▶ **Assigned task**
In the reply, include exactly the lines of the entries below from the first to the line with "self.keys.push(code);", that line included.
(Supplied data Opens)
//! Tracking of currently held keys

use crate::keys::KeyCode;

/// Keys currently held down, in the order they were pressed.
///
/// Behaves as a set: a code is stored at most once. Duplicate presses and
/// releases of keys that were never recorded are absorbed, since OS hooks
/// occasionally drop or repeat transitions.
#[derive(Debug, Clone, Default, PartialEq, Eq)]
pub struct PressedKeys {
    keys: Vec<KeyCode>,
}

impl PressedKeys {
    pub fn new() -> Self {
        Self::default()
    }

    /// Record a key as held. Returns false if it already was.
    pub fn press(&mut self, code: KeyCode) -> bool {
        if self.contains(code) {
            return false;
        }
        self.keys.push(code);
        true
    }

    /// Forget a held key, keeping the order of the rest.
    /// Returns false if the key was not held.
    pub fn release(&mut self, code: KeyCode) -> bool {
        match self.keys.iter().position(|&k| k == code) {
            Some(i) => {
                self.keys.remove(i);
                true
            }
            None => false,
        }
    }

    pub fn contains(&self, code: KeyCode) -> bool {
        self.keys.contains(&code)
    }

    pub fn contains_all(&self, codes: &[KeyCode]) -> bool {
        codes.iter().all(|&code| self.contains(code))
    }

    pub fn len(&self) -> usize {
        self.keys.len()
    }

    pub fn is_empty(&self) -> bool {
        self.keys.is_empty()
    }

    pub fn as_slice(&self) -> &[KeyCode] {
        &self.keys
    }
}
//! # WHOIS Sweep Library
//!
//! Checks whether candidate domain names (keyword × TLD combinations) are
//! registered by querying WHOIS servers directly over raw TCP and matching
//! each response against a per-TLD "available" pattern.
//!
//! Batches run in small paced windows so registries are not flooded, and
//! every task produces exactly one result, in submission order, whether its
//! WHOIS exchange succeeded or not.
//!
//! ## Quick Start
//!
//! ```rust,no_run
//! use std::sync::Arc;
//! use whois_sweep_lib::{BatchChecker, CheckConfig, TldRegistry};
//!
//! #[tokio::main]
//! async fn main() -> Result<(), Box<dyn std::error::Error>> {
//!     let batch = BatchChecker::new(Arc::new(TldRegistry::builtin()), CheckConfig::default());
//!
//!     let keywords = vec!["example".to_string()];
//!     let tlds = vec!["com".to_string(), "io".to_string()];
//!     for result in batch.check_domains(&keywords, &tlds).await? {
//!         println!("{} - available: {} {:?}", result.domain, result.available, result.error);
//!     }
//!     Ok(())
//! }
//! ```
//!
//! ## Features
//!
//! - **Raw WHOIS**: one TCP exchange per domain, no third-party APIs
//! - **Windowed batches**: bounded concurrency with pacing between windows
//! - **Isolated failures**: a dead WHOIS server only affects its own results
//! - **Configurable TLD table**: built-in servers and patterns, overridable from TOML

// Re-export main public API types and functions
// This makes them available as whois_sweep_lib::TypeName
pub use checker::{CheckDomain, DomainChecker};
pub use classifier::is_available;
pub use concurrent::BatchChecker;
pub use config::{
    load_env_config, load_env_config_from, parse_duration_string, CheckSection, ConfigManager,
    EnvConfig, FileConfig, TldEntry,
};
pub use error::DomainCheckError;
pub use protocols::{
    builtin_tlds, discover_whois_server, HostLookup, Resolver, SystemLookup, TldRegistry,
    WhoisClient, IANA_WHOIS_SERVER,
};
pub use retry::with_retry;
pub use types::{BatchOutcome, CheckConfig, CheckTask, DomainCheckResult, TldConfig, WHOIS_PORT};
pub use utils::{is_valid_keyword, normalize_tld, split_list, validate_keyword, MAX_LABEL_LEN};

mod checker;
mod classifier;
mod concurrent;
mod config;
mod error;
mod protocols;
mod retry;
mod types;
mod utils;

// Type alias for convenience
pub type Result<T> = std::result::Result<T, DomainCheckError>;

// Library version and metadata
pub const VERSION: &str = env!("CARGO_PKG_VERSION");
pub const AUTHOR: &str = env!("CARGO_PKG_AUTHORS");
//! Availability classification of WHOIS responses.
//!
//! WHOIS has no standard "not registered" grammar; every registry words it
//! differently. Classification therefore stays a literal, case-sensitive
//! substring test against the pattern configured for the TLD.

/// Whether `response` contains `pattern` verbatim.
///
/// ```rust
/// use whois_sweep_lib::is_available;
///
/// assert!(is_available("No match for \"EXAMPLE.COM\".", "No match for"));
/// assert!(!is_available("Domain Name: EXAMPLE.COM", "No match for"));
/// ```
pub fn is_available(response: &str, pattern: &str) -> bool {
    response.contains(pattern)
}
(Supplied data Closes)
▶ **Exercise response**
//! Tracking of currently held keys

use crate::keys::KeyCode;

/// Keys currently held down, in the order they were pressed.
///
/// Behaves as a set: a code is stored at most once. Duplicate presses and
/// releases of keys that were never recorded are absorbed, since OS hooks
/// occasionally drop or repeat transitions.
#[derive(Debug, Clone, Default, PartialEq, Eq)]
pub struct PressedKeys {
    keys: Vec<KeyCode>,
}

impl PressedKeys {
    pub fn new() -> Self {
        Self::default()
    }

    /// Record a key as held. Returns false if it already was.
    pub fn press(&mut self, code: KeyCode) -> bool {
        if self.contains(code) {
            return false;
        }
        self.keys.push(code);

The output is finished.